In particular, these statistics provide for a worrying look into our future, if there aren’t further changes in how we approach sun safety for the next generation, and we only need to look across the ditch to see what may be required.
“Both we and Australia have topped the skin cancer and melanoma stats for a while,” says Heather.
“It does appear, however, that Australia is starting to make some inroads into reducing their rates – something we are yet to see here. Australia has maintained a higher level of investment in skin cancer prevention programmes, including mass media, than we have, and they seem to be seeing results from that.”
Teaching ‘sunsmart’ behaviour to children is critical for helping to lower our rates of skin cancer and melanoma in years to come, but it must be understood that ‘slip, slop, slap and wrap’ will only go so far. They are important measures for protecting skin, however shade is a much-needed element that is often in demand and minimal in supply.

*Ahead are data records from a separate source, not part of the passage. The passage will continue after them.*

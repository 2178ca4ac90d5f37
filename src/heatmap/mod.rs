/// Heatmap extraction and analysis
///
/// Recovers the audience-retention curve from the player's stitched SVG overlay,
/// converts it into a time-domain signal and detects significant rise/fall intervals.

pub mod geometry;
pub mod stitcher;
pub mod path;
pub mod sampler;
pub mod analyzer;

// Re-export main types
pub use analyzer::{analyze, DEFAULT_THRESHOLD};
pub use geometry::{parse_dimension, PERCENT_SCALE};
pub use sampler::{sample, try_sample, SamplerConfig};
pub use stitcher::{extract_fragments, stitch, Fragment, FragmentGroup, UnifiedImage};

use serde::{Deserialize, Serialize};

/// One point of the attention signal
#[derive(Debug, Clone, Copy, Serialize, Deserialize, PartialEq)]
#[serde(deny_unknown_fields)]
pub struct Sample {
    /// Offset into the video in seconds
    pub time: f64,
    /// Relative retention, nominally 0-100 (not clamped)
    pub attention: f64,
}

impl Sample {
    pub fn new(time: f64, attention: f64) -> Self {
        Self { time, attention }
    }

    /// Both fields carry a usable number
    pub fn is_valid(&self) -> bool {
        self.time.is_finite() && self.attention.is_finite()
    }
}

/// Direction of a detected interval
#[derive(Debug, Clone, Copy, Serialize, Deserialize, PartialEq, Eq)]
#[serde(rename_all = "lowercase")]
pub enum IntervalKind {
    Rise,
    Fall,
}

/// Contiguous time range where attention deviates from the mean
#[derive(Debug, Clone, Copy, Serialize, Deserialize, PartialEq)]
#[serde(deny_unknown_fields)]
pub struct Interval {
    /// Start time in seconds
    pub start: f64,
    /// End time in seconds (inclusive)
    pub end: f64,
}

impl Interval {
    pub fn new(start: f64, end: f64) -> Self {
        Self { start, end }
    }

    pub fn duration(&self) -> f64 {
        self.end - self.start
    }

    /// Inclusive on both ends
    pub fn contains(&self, time: f64) -> bool {
        self.start <= time && time <= self.end
    }
}

/// Output of the signal analyzer
#[derive(Debug, Clone, Serialize, Deserialize, PartialEq)]
pub struct AnalysisResult {
    /// Mean attention over all samples, NaN when there were none
    pub average_attention: f64,
    /// Rise intervals in time order
    pub rises: Vec<Interval>,
    /// Fall intervals in time order
    pub falls: Vec<Interval>,
}

impl AnalysisResult {
    /// Neutral result for an empty or invalid signal
    pub fn empty() -> Self {
        Self {
            average_attention: f64::NAN,
            rises: Vec::new(),
            falls: Vec::new(),
        }
    }

    pub fn is_empty(&self) -> bool {
        self.rises.is_empty() && self.falls.is_empty()
    }

    pub fn total_rises(&self) -> usize {
        self.rises.len()
    }

    pub fn total_falls(&self) -> usize {
        self.falls.len()
    }

    pub fn intervals(&self, kind: IntervalKind) -> &[Interval] {
        match kind {
            IntervalKind::Rise => &self.rises,
            IntervalKind::Fall => &self.falls,
        }
    }
}

impl Default for AnalysisResult {
    fn default() -> Self {
        Self::empty()
    }
}

#[cfg(test)]
mod tests {
    use super::*;

    #[test]
    fn test_sample_rejects_extra_keys() {
        let ok: Sample = serde_json::from_str(r#"{"time": 1.0, "attention": 50.0}"#).unwrap();
        assert_eq!(ok, Sample::new(1.0, 50.0));

        assert!(serde_json::from_str::<Sample>(r#"{"time": 1.0, "attention": 50.0, "x": 1}"#).is_err());
        assert!(serde_json::from_str::<Sample>(r#"{"time": 1.0}"#).is_err());
    }

    #[test]
    fn test_interval_rejects_extra_keys() {
        let ok: Interval = serde_json::from_str(r#"{"start": 3.0, "end": 4.0}"#).unwrap();
        assert_eq!(ok, Interval::new(3.0, 4.0));

        assert!(serde_json::from_str::<Interval>(r#"{"start": 3.0, "end": 4.0, "kind": "rise"}"#).is_err());
    }

    #[test]
    fn test_interval_contains_is_inclusive() {
        let interval = Interval::new(3.0, 5.0);
        assert!(interval.contains(3.0));
        assert!(interval.contains(5.0));
        assert!(!interval.contains(5.01));
        assert_eq!(interval.duration(), 2.0);
    }

    #[test]
    fn test_empty_result() {
        let result = AnalysisResult::empty();
        assert!(result.average_attention.is_nan());
        assert!(result.is_empty());
        assert_eq!(result.total_rises(), 0);
        assert_eq!(result.intervals(IntervalKind::Fall).len(), 0);
    }
}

“One of the big challenges we hear from schools is the provision of shade, especially in the outdoor play areas,” says Heather, who helps run the SunSmart Schools programme in New Zealand that the Cancer Society funds.
”One of the big challenges we hear from schools is the provision of shade, especially in the outdoor play areasHeather KnewstubbCancer Society of New Zealand
“But with school budgets continually stretched, finding money to erect shade structures or plant trees is very difficult.
“We also hear from parents astounded by the lack of shade in local pools and playgrounds. It is great that these public facilities are provided, however the incorporation of appropriate shade needs to be part of, and costed into, the planning, upgrade and design process. This will ensure children and others are able to enjoy these open spaces whilst reducing the risk of skin damage.”
So the next step is obvious – central and local government need to be a part of the conversation, and solution, when it comes to addressing the issue of shade supply in schools and public recreation facilities. And the general public can be advocates to ensure their voices are heard – it’s certainly something Megan is passionate about.
“By not mandating shade at least in playgrounds, schools and preschools we are letting down future generations and adding costs to the public health system – something which is already struggling now,” says Megan.